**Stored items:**
▼

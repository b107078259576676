use crate::datastore::Entity;
use crate::service::{EntityService, ServiceError};
use crate::validation::{ErrorList, Validate};
use axum::{
    body::Bytes,
    extract::{Path, State},
    http::StatusCode,
    response::{IntoResponse, Json, Response},
    routing::{get, post},
    Router,
};
use serde::{Deserialize, Serialize};
use serde_json::{Map, Value};
use std::sync::Arc;
use tracing::info;

/// Shared state for the entities API
#[derive(Clone)]
pub struct ApiState {
    pub entity_service: Arc<EntityService>,
}

/// Body of POST /v1/entities. Missing fields surface as validation errors.
#[derive(Deserialize)]
struct AddEntityRequest {
    #[serde(default)]
    id: String,
    #[serde(default)]
    name: String,
}

/// Response for accepted commands
#[derive(Serialize, Deserialize)]
pub struct CommandAccepted {
    pub command_id: String,
}

/// Error response
#[derive(Serialize)]
struct ErrorResponse {
    error: String,
}

#[derive(Serialize)]
struct ValidationErrorResponse {
    error: String,
    details: ErrorList,
}

/// Create entities API router
pub fn create_entities_router(state: ApiState) -> Router {
    Router::new()
        .route("/v1/entities", get(list_entities).post(add_entity))
        .route(
            "/v1/entities/:entity_id",
            get(get_entity_by_id).delete(delete_entity),
        )
        .route("/v1/entities/:entity_id/commands", post(new_command))
        .with_state(Arc::new(state))
}

/// GET /v1/entities - List all entities
async fn list_entities(
    State(state): State<Arc<ApiState>>,
) -> Result<Json<Vec<Entity>>, ApiError> {
    let entities = state.entity_service.list_entities()?;
    Ok(Json(entities))
}

/// POST /v1/entities - Register an entity
async fn add_entity(
    State(state): State<Arc<ApiState>>,
    body: Bytes,
) -> Result<StatusCode, ApiError> {
    let request: AddEntityRequest =
        serde_json::from_slice(&body).map_err(|_| ApiError::InvalidJsonBody)?;
    let entity = Entity::new(request.id, request.name);

    let errors = entity.validate();
    if !errors.is_empty() {
        return Err(ApiError::Validation(errors));
    }

    state.entity_service.add_entity(&entity)?;
    Ok(StatusCode::CREATED)
}

/// GET /v1/entities/:entity_id - Lookup entity
async fn get_entity_by_id(
    State(state): State<Arc<ApiState>>,
    Path(entity_id): Path<String>,
) -> Result<Json<Entity>, ApiError> {
    let entity = state.entity_service.get_entity_by_id(&entity_id)?;
    Ok(Json(entity))
}

/// DELETE /v1/entities/:entity_id - Delete entity
async fn delete_entity(
    State(state): State<Arc<ApiState>>,
    Path(entity_id): Path<String>,
) -> Result<StatusCode, ApiError> {
    state.entity_service.delete_entity(&entity_id)?;
    Ok(StatusCode::OK)
}

/// POST /v1/entities/:entity_id/commands - Issue a command
///
/// Body is the desired state, which must be a JSON object.
async fn new_command(
    State(state): State<Arc<ApiState>>,
    Path(entity_id): Path<String>,
    body: Bytes,
) -> Result<(StatusCode, Json<CommandAccepted>), ApiError> {
    let desired_state: Map<String, Value> =
        serde_json::from_slice(&body).map_err(|_| ApiError::InvalidJsonBody)?;

    let command_id = state
        .entity_service
        .process_command(&entity_id, desired_state)
        .await?;

    info!(command_id = %command_id, entity_id = %entity_id, "Command accepted");

    Ok((StatusCode::ACCEPTED, Json(CommandAccepted { command_id })))
}

/// Entities API error types
#[derive(Debug)]
pub enum ApiError {
    InvalidJsonBody,
    Validation(ErrorList),
    Service(ServiceError),
}

impl From<ServiceError> for ApiError {
    fn from(e: ServiceError) -> Self {
        ApiError::Service(e)
    }
}

impl IntoResponse for ApiError {
    fn into_response(self) -> Response {
        let (status, error_message) = match self {
            ApiError::InvalidJsonBody => {
                (StatusCode::BAD_REQUEST, "invalid JSON body".to_string())
            }
            ApiError::Validation(details) => {
                let body = Json(ValidationErrorResponse {
                    error: "Validation Error".to_string(),
                    details,
                });
                return (StatusCode::BAD_REQUEST, body).into_response();
            }
            ApiError::Service(e) => {
                let status = match e {
                    ServiceError::EntityNotFound => StatusCode::NOT_FOUND,
                    ServiceError::EntityAlreadyExists => StatusCode::CONFLICT,
                    ServiceError::Internal | ServiceError::Unpublished { .. } => {
                        StatusCode::INTERNAL_SERVER_ERROR
                    }
                };
                (status, e.to_string())
            }
        };

        let body = Json(ErrorResponse {
            error: error_message,
        });

        (status, body).into_response()
    }
}
use super::{format_subject, Broker, BrokerError, Message, MessageStream, Publisher, Subscriber};
use anyhow::{Context, Result};
use async_nats::connection::State;
use async_nats::jetstream::{self, stream};
use async_nats::HeaderMap;
use async_trait::async_trait;
use futures::StreamExt;
use serde::Deserialize;
use tracing::{debug, info, warn};

/// JetStream deduplication header.
const MSG_ID_HEADER: &str = "Nats-Msg-Id";

/// Carries the message key for consumers that do not read JetStream headers.
const KEY_HEADER: &str = "Esr-Message-Key";

/// NATS configuration
#[derive(Clone, Debug, Deserialize)]
pub struct NatsConfig {
    #[serde(default = "default_url")]
    pub url: String,
    #[serde(default = "default_stream_name")]
    pub stream_name: String,
    /// Prepended to every wire subject
    #[serde(default = "default_subject_prefix")]
    pub subject_prefix: String,
    #[serde(default = "default_max_age_days")]
    pub max_age_days: i64,
    #[serde(default = "default_max_bytes")]
    pub max_bytes: i64,
}

fn default_url() -> String {
    "nats://localhost:4222".to_string()
}

fn default_stream_name() -> String {
    "ESR_COMMANDS".to_string()
}

fn default_subject_prefix() -> String {
    "esr".to_string()
}

fn default_max_age_days() -> i64 {
    7
}

fn default_max_bytes() -> i64 {
    1024 * 1024 * 1024 // 1GB
}

impl Default for NatsConfig {
    fn default() -> Self {
        Self {
            url: default_url(),
            stream_name: default_stream_name(),
            subject_prefix: default_subject_prefix(),
            max_age_days: default_max_age_days(),
            max_bytes: default_max_bytes(),
        }
    }
}

/// NATS broker. Publishes through JetStream (acknowledged), subscribes
/// through core NATS.
pub struct NatsBroker {
    client: async_nats::Client,
    jetstream: jetstream::Context,
    config: NatsConfig,
}

impl NatsBroker {
    pub const NAME: &'static str = "nats";

    /// Connect to NATS and initialize JetStream
    pub async fn connect(config: NatsConfig) -> Result<Self> {
        info!("Connecting to NATS at {}", config.url);

        let client = async_nats::connect(&config.url)
            .await
            .context("Failed to connect to NATS")?;

        let jetstream = jetstream::new(client.clone());

        let broker = Self {
            client,
            jetstream,
            config,
        };

        broker.ensure_stream().await?;

        Ok(broker)
    }

    /// Ensure the JetStream stream capturing `{prefix}.>` exists
    async fn ensure_stream(&self) -> Result<()> {
        match self.jetstream.get_stream(&self.config.stream_name).await {
            Ok(_existing_stream) => {
                info!("Stream '{}' already exists", self.config.stream_name);
                return Ok(());
            }
            Err(_) => {
                info!("Stream '{}' does not exist, creating...", self.config.stream_name);
            }
        }

        let stream_config = stream::Config {
            name: self.config.stream_name.clone(),
            subjects: vec![format!("{}.>", self.config.subject_prefix)],
            max_age: std::time::Duration::from_secs((self.config.max_age_days * 86400) as u64),
            max_bytes: self.config.max_bytes,
            storage: stream::StorageType::File,
            retention: stream::RetentionPolicy::Limits,
            ..Default::default()
        };

        self.jetstream
            .create_stream(stream_config)
            .await
            .context("Failed to create JetStream stream")?;

        info!("Created JetStream stream '{}'", self.config.stream_name);
        Ok(())
    }

    fn ensure_connected(&self) -> Result<(), BrokerError> {
        match self.client.connection_state() {
            State::Connected => Ok(()),
            other => Err(BrokerError::Unavailable(format!("connection state {:?}", other))),
        }
    }
}

/// Key of an inbound message: the key header, else the dedup ID.
fn message_key(headers: Option<&HeaderMap>) -> Option<String> {
    let headers = headers?;
    [KEY_HEADER, MSG_ID_HEADER]
        .iter()
        .filter_map(|name| headers.get(*name))
        .map(|value| value.as_str())
        .find(|value| !value.is_empty())
        .map(str::to_string)
}

#[async_trait]
impl Publisher for NatsBroker {
    async fn publish(&self, topic: &str, message: Message) -> Result<(), BrokerError> {
        self.ensure_connected()?;

        let mut headers = HeaderMap::new();
        headers.insert(MSG_ID_HEADER, message.key.as_str());
        headers.insert(KEY_HEADER, message.key.as_str());

        debug!(
            key = %message.key,
            subject = %topic,
            bytes = message.payload.len(),
            "Publishing message to NATS"
        );

        self.jetstream
            .publish_with_headers(topic.to_string(), headers, message.payload.into())
            .await
            .map_err(|e| BrokerError::Rejected(format!("publish to '{}': {}", topic, e)))?
            .await
            .map_err(|e| BrokerError::Rejected(format!("ack from '{}': {}", topic, e)))?;

        Ok(())
    }
}

#[async_trait]
impl Subscriber for NatsBroker {
    async fn subscribe(&self, topic: &str) -> Result<MessageStream, BrokerError> {
        self.ensure_connected()?;

        let subscription = self
            .client
            .subscribe(topic.to_string())
            .await
            .map_err(|e| BrokerError::SubscribeFailed(e.to_string()))?;

        info!(subject = %topic, "Subscribed to NATS subject");

        let stream = subscription.map(|msg| {
            let key = message_key(msg.headers.as_ref()).unwrap_or_else(|| {
                warn!(subject = %msg.subject, "Received message without a key header");
                String::new()
            });
            Message::new(key, msg.payload.to_vec())
        });

        Ok(stream.boxed())
    }
}

#[async_trait]
impl Broker for NatsBroker {
    fn publisher(&self) -> &dyn Publisher {
        self
    }

    fn subscriber(&self) -> &dyn Subscriber {
        self
    }

    fn format(&self, topic: &str) -> String {
        format_subject(&self.config.subject_prefix, topic)
    }

    async fn close(&self) {
        if let Err(e) = self.client.flush().await {
            warn!(error = %e, "Failed to flush NATS connection on close");
        }
        info!("NATS broker closed");
    }
}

▲

**WORK INSTRUCTION:**
Copy, from the lines above, each one that holds "const".

**ANSWER:**
const MSG_ID_HEADER: &str = "Nats-Msg-Id";
const KEY_HEADER: &str = "Esr-Message-Key";
    pub const NAME: &'static str = "nats";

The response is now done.